Sperrung auf der Bergischen Landstraße: Fahrer suchen Schleichwege

Trotz der Ferien gibt es wenig Entspannung an der Bergischen Landstraße.

Langenfeld. In den Ferien entspannt sich die Lage auf den Straßen — so hatte Tiefbauamtsleiter Wolfgang Honskamp vergangene Woche nach Beginn der Sperrung auf der Bergischen Landstraße noch kalkuliert. Jetzt muss er die Einschätzung relativieren: „Der Verkehr ist zurzeit durchaus verträglich. Es staut sich immer noch, aber eher auf Leichlinger und Solinger Stadtgebiet.“ Die Innenstadt sei aber wieder frei.

Tatsächlich herrschte am Mittwochvormittag in der Innenstadt der „normale“ Trubel. Keine Staus auf Hauptstraße oder Solinger Straße. Rund um die gesperrte Kreuzung an der Ara Schuhfabrik war es zwar weniger entspannt, doch weit entfernt vom Chaos der vergangenen Woche. „Viele Autofahrer haben sich bereits umorientiert“, sagt Honskamp. „Einige ignorieren aber immer noch die Hinweisschilder und fahren dann eben doch bis an die Sperrung ran.“ Oder sie nehmen die Schleichwege durch die Wohngebiete, wie von Anwohnern zu hören ist. „Das versuchen wir durch die Umleitungen natürlich zu vermeiden“, sagt Honskamp.

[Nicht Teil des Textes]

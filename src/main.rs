//! url-lists server: ensures the database and schema, then serves the API until
//! Ctrl-C or SIGTERM.

use std::sync::Arc;
use tokio::net::TcpListener;
use tokio::signal;
use url_lists::{app, connect_pool, ensure_database_exists, ensure_schema, AppState, PgListStore, Settings};

#[tokio::main]
async fn main() -> Result<(), Box<dyn std::error::Error>> {
    dotenvy::dotenv().ok();
    tracing_subscriber::fmt()
        .with_env_filter(
            tracing_subscriber::EnvFilter::try_from_default_env()
                .unwrap_or_else(|_| tracing_subscriber::EnvFilter::new("url_lists=info,tower_http=info")),
        )
        .init();

    let settings = Settings::from_env()?;
    ensure_database_exists(&settings.database_url).await?;
    let pool = connect_pool(&settings).await?;
    ensure_schema(&pool).await?;

    let state = AppState::new(Arc::new(PgListStore::new(pool.clone())));
    let router = app(state, &settings);

    let listener = TcpListener::bind(settings.bind_addr.as_str()).await?;
    tracing::info!("listening on {}", listener.local_addr()?);
    axum::serve(listener, router)
        .with_graceful_shutdown(shutdown_signal())
        .await?;

    pool.close().await;
    tracing::info!("shutdown complete");
    Ok(())
}

async fn shutdown_signal() {
    let ctrl_c = async {
        if let Err(e) = signal::ctrl_c().await {
            tracing::error!(error = %e, "failed to listen for Ctrl-C");
            std::future::pending::<()>().await;
        }
    };

    #[cfg(unix)]
    let terminate = async {
        match signal::unix::signal(signal::unix::SignalKind::terminate()) {
            Ok(mut sig) => {
                sig.recv().await;
            }
            Err(e) => {
                tracing::error!(error = %e, "failed to install SIGTERM handler");
                std::future::pending::<()>().await;
            }
        }
    };

    #[cfg(not(unix))]
    let terminate = std::future::pending::<()>();

    tokio::select! {
        _ = ctrl_c => tracing::warn!("received Ctrl-C, shutting down"),
        _ = terminate => tracing::warn!("received SIGTERM, shutting down"),
    }
}
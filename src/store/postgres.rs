//! `ListStore` over PostgreSQL. Every value is a bound parameter.

use super::ListStore;
use crate::error::AppError;
use crate::model::{NewUrl, UrlEntry, UrlList};
use async_trait::async_trait;
use chrono::{DateTime, Utc};
use sqlx::{FromRow, PgPool};
use std::collections::HashMap;

const ENTRY_COLUMNS: &str = "id, list_id, url, title, description, position, updated_at";

const JOINED_SELECT: &str = r#"
    SELECT l.id, l.custom_url, l.created_at,
           u.id AS url_id, u.url, u.title, u.description, u.position, u.updated_at
    FROM url_lists l
    LEFT JOIN urls u ON u.list_id = l.id
"#;

#[derive(Clone, Debug)]
pub struct PgListStore {
    pool: PgPool,
}

impl PgListStore {
    pub fn new(pool: PgPool) -> Self {
        Self { pool }
    }

    pub fn pool(&self) -> &PgPool {
        &self.pool
    }
}

/// One row of the list/entry outer join. Entry columns are NULL for empty lists.
#[derive(Debug, Clone, FromRow)]
struct JoinedRow {
    id: i64,
    custom_url: String,
    created_at: DateTime<Utc>,
    url_id: Option<i64>,
    url: Option<String>,
    title: Option<String>,
    description: Option<String>,
    position: Option<i32>,
    updated_at: Option<DateTime<Utc>>,
}

/// A duplicate `(list_id, position)` means a concurrent append won the slot;
/// a foreign key failure means the list is gone.
fn append_error(err: sqlx::Error, list_id: i64) -> AppError {
    if let sqlx::Error::Database(db_err) = &err {
        if db_err.is_unique_violation() {
            return AppError::Conflict(format!(
                "position conflict on list {}, retry",
                list_id
            ));
        }
    }
    AppError::from_write(err, format!("list {} does not exist", list_id))
}

/// Fold joined rows into lists, keeping the order in which lists first appear
/// and the order of entries within each list.
fn group_joined_rows(rows: Vec<JoinedRow>) -> Vec<UrlList> {
    let mut lists: Vec<UrlList> = Vec::new();
    let mut index: HashMap<i64, usize> = HashMap::new();
    for row in rows {
        let slot = *index.entry(row.id).or_insert_with(|| {
            lists.push(UrlList {
                id: row.id,
                custom_url: row.custom_url.clone(),
                created_at: row.created_at,
                urls: Vec::new(),
            });
            lists.len() - 1
        });
        if let (Some(id), Some(url), Some(position), Some(updated_at)) =
            (row.url_id, row.url, row.position, row.updated_at)
        {
            lists[slot].urls.push(UrlEntry {
                id,
                list_id: row.id,
                url,
                title: row.title,
                description: row.description,
                position,
                updated_at,
            });
        }
    }
    lists
}

#[async_trait]
impl ListStore for PgListStore {
    async fn create_list(&self, custom_url: &str) -> Result<UrlList, AppError> {
        let row: (i64, String, DateTime<Utc>) = sqlx::query_as(
            "INSERT INTO url_lists (custom_url) VALUES ($1) RETURNING id, custom_url, created_at",
        )
        .bind(custom_url)
        .fetch_one(&self.pool)
        .await
        .map_err(|e| AppError::from_write(e, format!("list '{}' already exists", custom_url)))?;
        Ok(UrlList {
            id: row.0,
            custom_url: row.1,
            created_at: row.2,
            urls: Vec::new(),
        })
    }

    async fn get_list(&self, custom_url: &str) -> Result<Option<UrlList>, AppError> {
        let sql = format!("{} WHERE l.custom_url = $1 ORDER BY u.position", JOINED_SELECT);
        tracing::debug!(sql = %sql, custom_url, "query");
        let rows: Vec<JoinedRow> = sqlx::query_as(&sql)
            .bind(custom_url)
            .fetch_all(&self.pool)
            .await?;
        Ok(group_joined_rows(rows).into_iter().next())
    }

    async fn get_all_lists(&self) -> Result<Vec<UrlList>, AppError> {
        let sql = format!(
            "{} ORDER BY l.created_at DESC, l.id DESC, u.position",
            JOINED_SELECT
        );
        tracing::debug!(sql = %sql, "query");
        let rows: Vec<JoinedRow> = sqlx::query_as(&sql).fetch_all(&self.pool).await?;
        Ok(group_joined_rows(rows))
    }

    async fn add_url_to_list(&self, new_url: &NewUrl) -> Result<UrlEntry, AppError> {
        let mut tx = self.pool.begin().await?;

        // The parent row lock serializes appends to one list for the MAX(position) read.
        let parent: Option<(i64,)> =
            sqlx::query_as("SELECT id FROM url_lists WHERE id = $1 FOR UPDATE")
                .bind(new_url.list_id)
                .fetch_optional(&mut *tx)
                .await?;
        if parent.is_none() {
            return Err(AppError::InvalidReference(format!(
                "list {} does not exist",
                new_url.list_id
            )));
        }

        let sql = format!(
            r#"
            INSERT INTO urls (list_id, url, title, description, position)
            SELECT $1, $2, $3, $4, COALESCE(MAX(position), -1) + 1
            FROM urls WHERE list_id = $1
            RETURNING {}
            "#,
            ENTRY_COLUMNS
        );
        tracing::debug!(sql = %sql, list_id = new_url.list_id, "query (tx)");
        let entry: UrlEntry = sqlx::query_as(&sql)
            .bind(new_url.list_id)
            .bind(&new_url.url)
            .bind(&new_url.title)
            .bind(&new_url.description)
            .fetch_one(&mut *tx)
            .await
            .map_err(|e| append_error(e, new_url.list_id))?;

        tx.commit().await?;
        Ok(entry)
    }

    async fn update_url(&self, url_id: i64, new_url: &str) -> Result<Option<UrlEntry>, AppError> {
        let sql = format!(
            "UPDATE urls SET url = $1, updated_at = NOW() WHERE id = $2 RETURNING {}",
            ENTRY_COLUMNS
        );
        let entry: Option<UrlEntry> = sqlx::query_as(&sql)
            .bind(new_url)
            .bind(url_id)
            .fetch_optional(&self.pool)
            .await?;
        Ok(entry)
    }

    async fn delete_url(&self, url_id: i64) -> Result<bool, AppError> {
        let result = sqlx::query("DELETE FROM urls WHERE id = $1")
            .bind(url_id)
            .execute(&self.pool)
            .await?;
        Ok(result.rows_affected() > 0)
    }

    async fn delete_list(&self, custom_url: &str) -> Result<bool, AppError> {
        // Entries go first; ON DELETE CASCADE on urls.list_id is not assumed.
        let mut tx = self.pool.begin().await?;
        let entries = sqlx::query(
            "DELETE FROM urls WHERE list_id IN (SELECT id FROM url_lists WHERE custom_url = $1)",
        )
        .bind(custom_url)
        .execute(&mut *tx)
        .await?;
        let lists = sqlx::query("DELETE FROM url_lists WHERE custom_url = $1")
            .bind(custom_url)
            .execute(&mut *tx)
            .await?;
        tx.commit().await?;
        tracing::debug!(
            custom_url,
            entries = entries.rows_affected(),
            "list rows deleted"
        );
        Ok(lists.rows_affected() > 0)
    }

    async fn ping(&self) -> Result<(), AppError> {
        sqlx::query("SELECT 1").fetch_optional(&self.pool).await?;
        Ok(())
    }
}

#[cfg(test)]
mod tests {
    use super::*;
    use chrono::TimeZone;

    #[derive(Debug)]
    struct FakeDbError {
        unique: bool,
    }

    impl std::fmt::Display for FakeDbError {
        fn fmt(&self, f: &mut std::fmt::Formatter<'_>) -> std::fmt::Result {
            f.write_str("constraint violated")
        }
    }

    impl std::error::Error for FakeDbError {}

    impl sqlx::error::DatabaseError for FakeDbError {
        fn message(&self) -> &str {
            "constraint violated"
        }

        fn as_error(&self) -> &(dyn std::error::Error + Send + Sync + 'static) {
            self
        }

        fn as_error_mut(&mut self) -> &mut (dyn std::error::Error + Send + Sync + 'static) {
            self
        }

        fn into_error(self: Box<Self>) -> Box<dyn std::error::Error + Send + Sync + 'static> {
            self
        }

        fn kind(&self) -> sqlx::error::ErrorKind {
            if self.unique {
                sqlx::error::ErrorKind::UniqueViolation
            } else {
                sqlx::error::ErrorKind::ForeignKeyViolation
            }
        }
    }

    fn db_error(unique: bool) -> sqlx::Error {
        sqlx::Error::Database(Box::new(FakeDbError { unique }))
    }

    #[test]
    fn append_position_clash_is_a_retryable_conflict() {
        match append_error(db_error(true), 7) {
            AppError::Conflict(msg) => assert_eq!(msg, "position conflict on list 7, retry"),
            other => panic!("expected conflict, got {other:?}"),
        }
    }

    #[test]
    fn append_foreign_key_failure_names_the_list() {
        match append_error(db_error(false), 7) {
            AppError::InvalidReference(msg) => assert_eq!(msg, "list 7 does not exist"),
            other => panic!("expected invalid reference, got {other:?}"),
        }
    }

    fn ts(secs: i64) -> DateTime<Utc> {
        Utc.timestamp_opt(secs, 0).unwrap()
    }

    fn list_row(id: i64, slug: &str) -> JoinedRow {
        JoinedRow {
            id,
            custom_url: slug.into(),
            created_at: ts(id),
            url_id: None,
            url: None,
            title: None,
            description: None,
            position: None,
            updated_at: None,
        }
    }

    fn entry_row(id: i64, slug: &str, url_id: i64, position: i32) -> JoinedRow {
        JoinedRow {
            url_id: Some(url_id),
            url: Some(format!("https://{}.example", url_id)),
            position: Some(position),
            updated_at: Some(ts(100)),
            ..list_row(id, slug)
        }
    }

    #[test]
    fn empty_list_row_yields_list_without_entries() {
        let lists = group_joined_rows(vec![list_row(1, "solo")]);
        assert_eq!(lists.len(), 1);
        assert_eq!(lists[0].custom_url, "solo");
        assert!(lists[0].urls.is_empty());
    }

    #[test]
    fn groups_entries_under_their_list_in_row_order() {
        let lists = group_joined_rows(vec![
            entry_row(2, "newer", 10, 0),
            entry_row(2, "newer", 11, 3),
            list_row(1, "older"),
        ]);
        assert_eq!(lists.iter().map(|l| l.id).collect::<Vec<_>>(), vec![2, 1]);
        assert_eq!(
            lists[0].urls.iter().map(|u| u.position).collect::<Vec<_>>(),
            vec![0, 3]
        );
        assert!(lists[0].urls.iter().all(|u| u.list_id == 2));
        assert!(lists[1].urls.is_empty());
    }

    #[test]
    fn no_rows_means_no_lists() {
        assert!(group_joined_rows(Vec::new()).is_empty());
    }

    async fn store() -> PgListStore {
        let url = std::env::var("DATABASE_URL").expect("DATABASE_URL required");
        let pool = sqlx::postgres::PgPoolOptions::new()
            .max_connections(8)
            .connect(&url)
            .await
            .expect("pool creation failed");
        crate::store::ensure_schema(&pool).await.expect("schema");
        PgListStore::new(pool)
    }

    fn unique_slug(prefix: &str) -> String {
        format!("{}-{}", prefix, crate::slug::generate_slug())
    }

    #[tokio::test]
    #[ignore = "requires database"]
    async fn duplicate_slug_is_conflict() {
        let store = store().await;
        let slug = unique_slug("dup");
        store.create_list(&slug).await.unwrap();
        let err = store.create_list(&slug).await.unwrap_err();
        assert!(matches!(err, AppError::Conflict(_)), "{err:?}");
        store.delete_list(&slug).await.unwrap();
    }

    #[tokio::test]
    #[ignore = "requires database"]
    async fn append_to_missing_list_is_invalid_reference() {
        let store = store().await;
        let err = store
            .add_url_to_list(&NewUrl::new(i64::MAX, "https://a.com"))
            .await
            .unwrap_err();
        assert!(matches!(err, AppError::InvalidReference(_)), "{err:?}");
    }

    #[tokio::test]
    #[ignore = "requires database"]
    async fn concurrent_appends_get_distinct_positions() {
        let store = store().await;
        let slug = unique_slug("race");
        let list = store.create_list(&slug).await.unwrap();

        let handles: Vec<_> = (0..10)
            .map(|i| {
                let store = store.clone();
                tokio::spawn(async move {
                    store
                        .add_url_to_list(&NewUrl::new(list.id, format!("https://{}.com", i)))
                        .await
                        .expect("append failed")
                        .position
                })
            })
            .collect();
        let mut positions = Vec::new();
        for handle in handles {
            positions.push(handle.await.expect("task panicked"));
        }
        positions.sort_unstable();
        assert_eq!(positions, (0..10).collect::<Vec<_>>());
        store.delete_list(&slug).await.unwrap();
    }

    #[tokio::test]
    #[ignore = "requires database"]
    async fn deleting_list_removes_its_entries() {
        let store = store().await;
        let slug = unique_slug("cascade");
        let list = store.create_list(&slug).await.unwrap();
        let entry = store
            .add_url_to_list(&NewUrl::new(list.id, "https://a.com"))
            .await
            .unwrap();

        assert!(store.delete_list(&slug).await.unwrap());
        let (left,): (i64,) = sqlx::query_as("SELECT COUNT(*) FROM urls WHERE id = $1")
            .bind(entry.id)
            .fetch_one(store.pool())
            .await
            .unwrap();
        assert_eq!(left, 0);
        assert!(!store.delete_list(&slug).await.unwrap());
    }
}
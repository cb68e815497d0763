//! URL lists: slug-addressed, shareable lists of URLs behind a small JSON API.

pub mod error;
pub mod handlers;
pub mod model;
pub mod response;
pub mod routes;
pub mod service;
pub mod settings;
pub mod slug;
pub mod state;
pub mod store;

pub use error::{AppError, ConfigError};
pub use model::{NewUrl, UrlEntry, UrlList};
pub use routes::{app, common_routes, list_routes};
pub use service::ListService;
pub use settings::Settings;
pub use state::AppState;
pub use store::{
    connect_pool, ensure_database_exists, ensure_schema, ListStore, MemoryListStore, PgListStore,
};
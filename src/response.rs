//! Response helpers shared by handlers and the error mapping.

use axum::{
    http::StatusCode,
    response::{IntoResponse, Response},
    Json,
};
use serde::Serialize;

#[derive(Serialize, Debug)]
pub struct ErrorBody {
    pub error: String,
    pub code: String,
}

pub fn error_body(code: &str, message: String) -> ErrorBody {
    ErrorBody {
        error: message,
        code: code.to_string(),
    }
}

pub fn ok<T: Serialize>(data: T) -> Response {
    (StatusCode::OK, Json(data)).into_response()
}

pub fn created<T: Serialize>(data: T) -> Response {
    (StatusCode::CREATED, Json(data)).into_response()
}

pub fn no_content() -> Response {
    StatusCode::NO_CONTENT.into_response()
}
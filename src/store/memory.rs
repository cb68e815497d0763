//! In-process `ListStore` with the same ordering, error and cascade behavior as
//! the PostgreSQL store. Backs the HTTP tests and database-free local runs.

use super::ListStore;
use crate::error::AppError;
use crate::model::{NewUrl, UrlEntry, UrlList};
use async_trait::async_trait;
use chrono::{DateTime, Utc};
use tokio::sync::Mutex;

#[derive(Debug, Clone)]
struct ListRow {
    id: i64,
    custom_url: String,
    created_at: DateTime<Utc>,
}

#[derive(Debug, Default)]
struct Tables {
    lists: Vec<ListRow>,
    urls: Vec<UrlEntry>,
    next_list_id: i64,
    next_url_id: i64,
}

impl Tables {
    fn assemble(&self, list: &ListRow) -> UrlList {
        let mut urls: Vec<UrlEntry> = self
            .urls
            .iter()
            .filter(|u| u.list_id == list.id)
            .cloned()
            .collect();
        urls.sort_by_key(|u| u.position);
        UrlList {
            id: list.id,
            custom_url: list.custom_url.clone(),
            created_at: list.created_at,
            urls,
        }
    }
}

#[derive(Debug, Default)]
pub struct MemoryListStore {
    tables: Mutex<Tables>,
}

impl MemoryListStore {
    pub fn new() -> Self {
        Self::default()
    }
}

#[async_trait]
impl ListStore for MemoryListStore {
    async fn create_list(&self, custom_url: &str) -> Result<UrlList, AppError> {
        let mut t = self.tables.lock().await;
        if t.lists.iter().any(|l| l.custom_url == custom_url) {
            return Err(AppError::Conflict(format!("list '{}' already exists", custom_url)));
        }
        t.next_list_id += 1;
        let row = ListRow {
            id: t.next_list_id,
            custom_url: custom_url.to_string(),
            created_at: Utc::now(),
        };
        t.lists.push(row.clone());
        Ok(t.assemble(&row))
    }

    async fn get_list(&self, custom_url: &str) -> Result<Option<UrlList>, AppError> {
        let t = self.tables.lock().await;
        Ok(t.lists
            .iter()
            .find(|l| l.custom_url == custom_url)
            .map(|l| t.assemble(l)))
    }

    async fn get_all_lists(&self) -> Result<Vec<UrlList>, AppError> {
        let t = self.tables.lock().await;
        let mut rows: Vec<&ListRow> = t.lists.iter().collect();
        rows.sort_by(|a, b| b.created_at.cmp(&a.created_at).then(b.id.cmp(&a.id)));
        Ok(rows.into_iter().map(|l| t.assemble(l)).collect())
    }

    async fn add_url_to_list(&self, new_url: &NewUrl) -> Result<UrlEntry, AppError> {
        let mut t = self.tables.lock().await;
        if !t.lists.iter().any(|l| l.id == new_url.list_id) {
            return Err(AppError::InvalidReference(format!(
                "list {} does not exist",
                new_url.list_id
            )));
        }
        let position = t
            .urls
            .iter()
            .filter(|u| u.list_id == new_url.list_id)
            .map(|u| u.position)
            .max()
            .unwrap_or(-1)
            + 1;
        t.next_url_id += 1;
        let entry = UrlEntry {
            id: t.next_url_id,
            list_id: new_url.list_id,
            url: new_url.url.clone(),
            title: new_url.title.clone(),
            description: new_url.description.clone(),
            position,
            updated_at: Utc::now(),
        };
        t.urls.push(entry.clone());
        Ok(entry)
    }

    async fn update_url(&self, url_id: i64, new_url: &str) -> Result<Option<UrlEntry>, AppError> {
        let mut t = self.tables.lock().await;
        Ok(t.urls.iter_mut().find(|u| u.id == url_id).map(|entry| {
            entry.url = new_url.to_string();
            entry.updated_at = Utc::now();
            entry.clone()
        }))
    }

    async fn delete_url(&self, url_id: i64) -> Result<bool, AppError> {
        let mut t = self.tables.lock().await;
        let before = t.urls.len();
        t.urls.retain(|u| u.id != url_id);
        Ok(t.urls.len() < before)
    }

    async fn delete_list(&self, custom_url: &str) -> Result<bool, AppError> {
        let mut t = self.tables.lock().await;
        let Some(list_id) = t
            .lists
            .iter()
            .find(|l| l.custom_url == custom_url)
            .map(|l| l.id)
        else {
            return Ok(false);
        };
        t.urls.retain(|u| u.list_id != list_id);
        t.lists.retain(|l| l.id != list_id);
        Ok(true)
    }

    async fn ping(&self) -> Result<(), AppError> {
        Ok(())
    }
}

#[cfg(test)]
mod tests {
    use super::*;

    #[tokio::test]
    async fn positions_continue_after_gaps() {
        let store = MemoryListStore::new();
        let list = store.create_list("gaps").await.unwrap();
        let a = store.add_url_to_list(&NewUrl::new(list.id, "https://a.com")).await.unwrap();
        let b = store.add_url_to_list(&NewUrl::new(list.id, "https://b.com")).await.unwrap();
        assert!(store.delete_url(b.id).await.unwrap());
        store.delete_url(a.id).await.unwrap();
        let c = store.add_url_to_list(&NewUrl::new(list.id, "https://c.com")).await.unwrap();
        // Every entry was removed, so the list restarts at position 0.
        assert_eq!(c.position, 0);

        let d = store.add_url_to_list(&NewUrl::new(list.id, "https://d.com")).await.unwrap();
        store.delete_url(c.id).await.unwrap();
        let e = store.add_url_to_list(&NewUrl::new(list.id, "https://e.com")).await.unwrap();
        assert_eq!((d.position, e.position), (1, 2));
    }

    #[tokio::test]
    async fn positions_are_per_list() {
        let store = MemoryListStore::new();
        let first = store.create_list("first").await.unwrap();
        let second = store.create_list("second").await.unwrap();
        store.add_url_to_list(&NewUrl::new(first.id, "https://a.com")).await.unwrap();
        let other = store
            .add_url_to_list(&NewUrl::new(second.id, "https://b.com"))
            .await
            .unwrap();
        assert_eq!(other.position, 0);
    }

    #[tokio::test]
    async fn duplicate_slug_is_conflict() {
        let store = MemoryListStore::new();
        store.create_list("demo").await.unwrap();
        assert!(matches!(
            store.create_list("demo").await,
            Err(AppError::Conflict(_))
        ));
    }

    #[tokio::test]
    async fn append_to_missing_list_is_invalid_reference() {
        let store = MemoryListStore::new();
        assert!(matches!(
            store.add_url_to_list(&NewUrl::new(42, "https://a.com")).await,
            Err(AppError::InvalidReference(_))
        ));
    }

    #[tokio::test]
    async fn delete_list_cascades_to_entries() {
        let store = MemoryListStore::new();
        let list = store.create_list("gone").await.unwrap();
        let entry = store.add_url_to_list(&NewUrl::new(list.id, "https://a.com")).await.unwrap();

        assert!(store.delete_list("gone").await.unwrap());
        assert!(store.get_list("gone").await.unwrap().is_none());
        assert!(!store.delete_url(entry.id).await.unwrap());
        assert!(!store.delete_list("gone").await.unwrap());
    }

    #[tokio::test]
    async fn update_of_missing_entry_is_none() {
        let store = MemoryListStore::new();
        assert!(store.update_url(7, "https://x.com").await.unwrap().is_none());
    }
}
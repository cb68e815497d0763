//! Typed errors and HTTP mapping.

use crate::response::error_body;
use axum::{
    extract::rejection::{BytesRejection, JsonRejection, QueryRejection},
    http::StatusCode,
    response::{IntoResponse, Response},
    Json,
};
use thiserror::Error;

/// Message returned to clients for any store failure. The cause is only logged.
pub const INTERNAL_ERROR_MESSAGE: &str = "Internal server error";

#[derive(Error, Debug)]
pub enum ConfigError {
    #[error("invalid value for {key}: '{value}'")]
    InvalidValue { key: &'static str, value: String },
    #[error("{key} must not be empty")]
    Empty { key: &'static str },
}

#[derive(Error, Debug)]
pub enum AppError {
    #[error("not found: {0}")]
    NotFound(String),
    #[error("validation: {0}")]
    Validation(String),
    #[error("bad request: {0}")]
    BadRequest(String),
    #[error("conflict: {0}")]
    Conflict(String),
    #[error("invalid reference: {0}")]
    InvalidReference(String),
    #[error("payload too large: {0}")]
    PayloadTooLarge(String),
    #[error("database: {0}")]
    Db(#[from] sqlx::Error),
}

impl AppError {
    /// Classify a sqlx error raised by a write. Constraint violations become the
    /// matching client error, carrying `context` as the message.
    pub fn from_write(err: sqlx::Error, context: impl Into<String>) -> Self {
        if let sqlx::Error::Database(db_err) = &err {
            if db_err.is_unique_violation() {
                return AppError::Conflict(context.into());
            }
            if db_err.is_foreign_key_violation() {
                return AppError::InvalidReference(context.into());
            }
        }
        AppError::Db(err)
    }

    pub fn status(&self) -> StatusCode {
        match self {
            AppError::NotFound(_) => StatusCode::NOT_FOUND,
            AppError::Validation(_) | AppError::BadRequest(_) | AppError::InvalidReference(_) => {
                StatusCode::BAD_REQUEST
            }
            AppError::Conflict(_) => StatusCode::CONFLICT,
            AppError::PayloadTooLarge(_) => StatusCode::PAYLOAD_TOO_LARGE,
            AppError::Db(_) => StatusCode::INTERNAL_SERVER_ERROR,
        }
    }

    pub fn code(&self) -> &'static str {
        match self {
            AppError::NotFound(_) => "not_found",
            AppError::Validation(_) => "validation_error",
            AppError::BadRequest(_) => "bad_request",
            AppError::Conflict(_) => "conflict",
            AppError::InvalidReference(_) => "invalid_reference",
            AppError::PayloadTooLarge(_) => "payload_too_large",
            AppError::Db(_) => "internal_error",
        }
    }

    /// Client-facing message. Store errors are never described to the client.
    pub fn message(&self) -> String {
        match self {
            AppError::NotFound(m)
            | AppError::Validation(m)
            | AppError::BadRequest(m)
            | AppError::Conflict(m)
            | AppError::InvalidReference(m)
            | AppError::PayloadTooLarge(m) => m.clone(),
            AppError::Db(_) => INTERNAL_ERROR_MESSAGE.to_string(),
        }
    }
}

/// Body rejections keep 413 when the size limit tripped; anything else is a 400.
fn body_rejection(status: StatusCode, text: String) -> AppError {
    if status == StatusCode::PAYLOAD_TOO_LARGE {
        AppError::PayloadTooLarge(text)
    } else {
        AppError::Validation(text)
    }
}

impl From<JsonRejection> for AppError {
    fn from(rejection: JsonRejection) -> Self {
        body_rejection(rejection.status(), rejection.body_text())
    }
}

impl From<BytesRejection> for AppError {
    fn from(rejection: BytesRejection) -> Self {
        body_rejection(rejection.status(), rejection.body_text())
    }
}

impl From<QueryRejection> for AppError {
    fn from(rejection: QueryRejection) -> Self {
        AppError::Validation(rejection.body_text())
    }
}

impl IntoResponse for AppError {
    fn into_response(self) -> Response {
        if let AppError::Db(e) = &self {
            tracing::error!(error = %e, "store error");
        }
        let status = self.status();
        let body = error_body(self.code(), self.message());
        (status, Json(body)).into_response()
    }
}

Beschwerden gehen nach wie vor bei der Stadt ein und nicht beim eigentlichen Verantwortlichen: dem Landesbetrieb Straßen NRW. „Wir stehen aber im engen Kontakt mit den Städten Langenfeld, Leichlingen und Solingen“, sagt Sprecherin Christine Binz. „Aus allen Städten hören wir jetzt, dass es ruhiger geworden ist. Wenn Beschwerden eingehen, dann leiten die Städte das an uns weiter, und wir versuchen, Lösungen zu finden.“

Beispielsweise habe Langenfeld einen Katalog mit Änderungswünschen erstellt. Das betreffe etwa die Ampelschaltung auf Leichlinger Stadtgebiet, die Öffnung des Radwegs auf der Bergischen Landstraße, der zunächst gesperrt war, obwohl er eigentlich befahrbar ist sowie eine zusätzliche Beschilderung am Kreisverkehr beim Toom-Baumarkt, Kronprinzenstraße und der Einmündung Hardt/Nordstraße.

„An der Umsetzung arbeiten wir zurzeit“, sagt Binz. „Das ist ganz normal, dass bei Großbaustellen und Sperrungen nachgebessert werden muss.“ Dass sich die Sperrung so großräumig auswirken würde, damit habe man nicht gerechnet. Doch Binz betont: „Die Lösung, die Bergische Landstraße wenigstens in einer Richtung offen zu lassen, ist sicherlich die beste Option gewesen.“ Die Alternative sei eine Vollsperrung gewesen.